Saturday, October 14, 2006

On Genocide in Iraq

The ominous news that an estimated 655,000 people have died in Iraq since the beginning of the war raises the question--what are we doing here? Our goals are unclear and the number of dead are mounting.

Is this Genocide?

In his 1967 speech to the International War Crimes Tribunal, "“On Genocide", Jean-Paul Sartre made the case the America was guilty of genocide during the Vietnam War. (Sartre's comments opening the tribunal here)

Since the Convention of 1948 defines intention as an element of genocide, Sartre argued that while the United States government made no clear declaration of their intention to kill all North Vietnamese people, the apparent realities of the situation made genocide the only option. Continuing to fight constituted genocide.

"The characteristics of the struggle were clear from the beginning," Sartre tells us, "the settlers were superior in arms, the colonized in numbers." This disadvantage dictated the colonized had to fight in ways that would negate superior technology--terrorism, ambush, harassment, and mobility became the methods of warfare chosen to attempt to level the battlefield.

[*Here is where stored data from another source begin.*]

// modbreaker-parsers/src/economy.rs
//! Central economy tables (`types.xml`)
//!
//! ```xml
//! <types>
//!     <type name="MyJacket">
//!         <nominal>10</nominal>
//!         <lifetime>14400</lifetime>
//!         <restock>0</restock>
//!         <min>5</min>
//!         <category name="clothes"/>
//!         <usage name="Military"/>
//!         <value name="Tier3"/>
//!     </type>
//! </types>
//! ```
//!
//! Mods ship these next to their PBOs or inside them. Any XML file whose
//! root is `<types>` counts, whatever its name. Missing numbers keep the
//! engine defaults; unparsable ones are ignored.

use std::collections::HashMap;

use bytes::Bytes;
use serde::{Deserialize, Serialize};
use thiserror::Error;
use tracing::{debug, trace};

use crate::config::text::decode_text;
use crate::traits::{ParseOptions, ParseResult, Parser};

#[derive(Error, Debug)]
pub enum EconomyError {
    #[error("economy file is not readable text")]
    Encoding,

    #[error("malformed XML: {0}")]
    Xml(#[from] roxmltree::Error),

    #[error("root element is <{root}>, expected <types>")]
    NotTypes { root: String },
}

/// One `<type>` record
#[derive(Debug, Clone, PartialEq, Eq, Serialize, Deserialize)]
pub struct EconomyItem {
    /// Class name the record spawns
    pub name: String,
    pub nominal: i64,
    /// Seconds before an untouched item despawns
    pub lifetime: i64,
    pub restock: i64,
    pub min: i64,
    pub quant_min: i64,
    pub quant_max: i64,
    pub cost: i64,
    pub categories: Vec<String>,
    pub usages: Vec<String>,
    pub values: Vec<String>,
    pub tags: Vec<String>,
}

impl EconomyItem {
    pub fn new(name: impl Into<String>) -> Self {
        Self {
            name: name.into(),
            nominal: 10,
            lifetime: 3600,
            restock: 1800,
            min: 5,
            quant_min: -1,
            quant_max: -1,
            cost: 0,
            categories: Vec::new(),
            usages: Vec::new(),
            values: Vec::new(),
            tags: Vec::new(),
        }
    }

    pub fn in_category(&self, category: &str) -> bool {
        self.categories.iter().any(|c| c.eq_ignore_ascii_case(category))
    }
}

/// Items of one or more economy files, looked up by class name ignoring
/// case. A later record for the same name replaces the earlier one.
#[derive(Debug, Clone, Default, Serialize)]
pub struct EconomyTable {
    items: Vec<EconomyItem>,
    #[serde(skip)]
    index: HashMap<String, usize>,
}

impl EconomyTable {
    pub fn new() -> Self {
        Self::default()
    }

    pub fn len(&self) -> usize {
        self.items.len()
    }

    pub fn is_empty(&self) -> bool {
        self.items.is_empty()
    }

    pub fn iter(&self) -> impl Iterator<Item = &EconomyItem> {
        self.items.iter()
    }

    pub fn get(&self, name: &str) -> Option<&EconomyItem> {
        self.index.get(&name.to_ascii_lowercase()).map(|idx| &self.items[*idx])
    }

    pub fn insert(&mut self, item: EconomyItem) {
        let key = item.name.to_ascii_lowercase();
        match self.index.get(&key) {
            Some(idx) => self.items[*idx] = item,
            None => {
                self.index.insert(key, self.items.len());
                self.items.push(item);
            }
        }
    }

    /// Add every item of `other`, replacing same-named ones
    pub fn extend(&mut self, other: EconomyTable) {
        for item in other.items {
            self.insert(item);
        }
    }

    pub fn in_category<'a>(&'a self, category: &'a str) -> impl Iterator<Item = &'a EconomyItem> + 'a {
        self.items.iter().filter(move |item| item.in_category(category))
    }
}

/// Text of a list element: the `name` attribute, else the element text
fn list_value(node: roxmltree::Node<'_, '_>) -> Option<String> {
    node.attribute("name")
        .or_else(|| node.text())
        .map(str::trim)
        .filter(|v| !v.is_empty())
        .map(str::to_string)
}

fn number(node: roxmltree::Node<'_, '_>) -> Option<i64> {
    node.text()?.trim().parse().ok()
}

fn read_item(node: roxmltree::Node<'_, '_>, name: &str) -> EconomyItem {
    let mut item = EconomyItem::new(name);

    for child in node.children().filter(|n| n.is_element()) {
        let tag = child.tag_name().name().to_ascii_lowercase();
        let field = match tag.as_str() {
            "nominal" => &mut item.nominal,
            "lifetime" => &mut item.lifetime,
            "restock" => &mut item.restock,
            "min" => &mut item.min,
            "quantmin" => &mut item.quant_min,
            "quantmax" => &mut item.quant_max,
            "cost" => &mut item.cost,
            list => {
                let target = match list {
                    "category" => &mut item.categories,
                    "usage" => &mut item.usages,
                    "value" => &mut item.values,
                    "tag" => &mut item.tags,
                    _ => continue,
                };
                if let Some(value) = list_value(child) {
                    target.push(value);
                }
                continue;
            }
        };
        match number(child) {
            Some(value) => *field = value,
            None => trace!(item = name, tag = %tag, "ignoring non-numeric economy value"),
        }
    }
    item
}

/// Read one economy file
pub fn read_types(buffer: &[u8]) -> Result<EconomyTable, EconomyError> {
    let decoded = decode_text(buffer, 0.01).ok_or(EconomyError::Encoding)?;
    let text = decoded.text.trim_start_matches('\u{feff}');
    let doc = roxmltree::Document::parse(text)?;

    let root = doc.root_element();
    if !root.tag_name().name().eq_ignore_ascii_case("types") {
        return Err(EconomyError::NotTypes {
            root: root.tag_name().name().to_string(),
        });
    }

    let mut table = EconomyTable::new();
    for node in root
        .descendants()
        .filter(|n| n.is_element() && n.tag_name().name().eq_ignore_ascii_case("type"))
    {
        match node.attribute("name").filter(|n| !n.trim().is_empty()) {
            Some(name) => table.insert(read_item(node, name.trim())),
            None => trace!("skipping <type> without a name"),
        }
    }

    debug!(items = table.len(), "read economy table");
    Ok(table)
}

/// Parser for `types.xml` economy tables
#[derive(Debug, Clone, Copy, Default)]
pub struct TypesXmlParser;

impl TypesXmlParser {
    pub fn new() -> Self {
        Self
    }
}

impl Parser for TypesXmlParser {
    type Output = EconomyTable;

    fn extensions(&self) -> &[&str] {
        &["xml"]
    }

    fn name(&self) -> &str {
        "Economy Types"
    }

    fn parse_with_options(&self, data: Bytes, _options: &ParseOptions) -> ParseResult<Self::Output> {
        Ok(read_types(&data)?)
    }
}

Sartre argues that postcolonial warfare operates systematically. The only way for a technologically advanced army to defeat guerilla tactics is to kill the entire population. Both sides gamble. The colonized gamble that the settlers would not kill them all. The settlers gamble that the colonized will not sacrifice their entire population. Sartre calls this arrangement a form of blackmail on the part of the invading neo-colonial force--either the colonized nation accepts defeat or they will be wiped out.

Was the United States aware that it was committing this blackmail?

General Westmoreland claimed that the Vietnam War was important because it was sending a message that guerilla warfare could not defeat the United States. Sartre claims Westmoreland's statement was intended as a message to all of the other formerly colonized countries (especially in Latin America) not to challenge the regimes friendly to the United States. A clear message was sent from the United States government to the regimes of the world, "“submission or complete liquidation". Even if the North Vietnamese accepted the blackmail they would still face a different kind of genocide, which Sartre described this way:
That, too, is genocide: the cutting in two of a sovereign state; occupying one half with a reign of terror, effectively ruining the enterprise so dearly paid for by the other half with economic pressures and with calculated investments, to be held in a tight stranglehold. The national unit of "‘Vietnam"’ would not be physically eliminated, but it would no longer exist economically, politically or culturally.
American policy makers learned long before the war's end that they only had two choices--peace or genocide. With that knowledge--though "plausibly" deniable--that to win the war would result in genocide, U.S. policy makers continued the strategy that called for an emphasis on kills and rejected the occupation of land.

The idea that the Vietnam War was a waste because America did not attain any of its goals is only part of the argument that useless suffering on a large scale was perpetrated in Vietnam. If Sartre is correct, then the useless suffering of the war was due to the manner of its planning and its execution as much as its existence and continuation.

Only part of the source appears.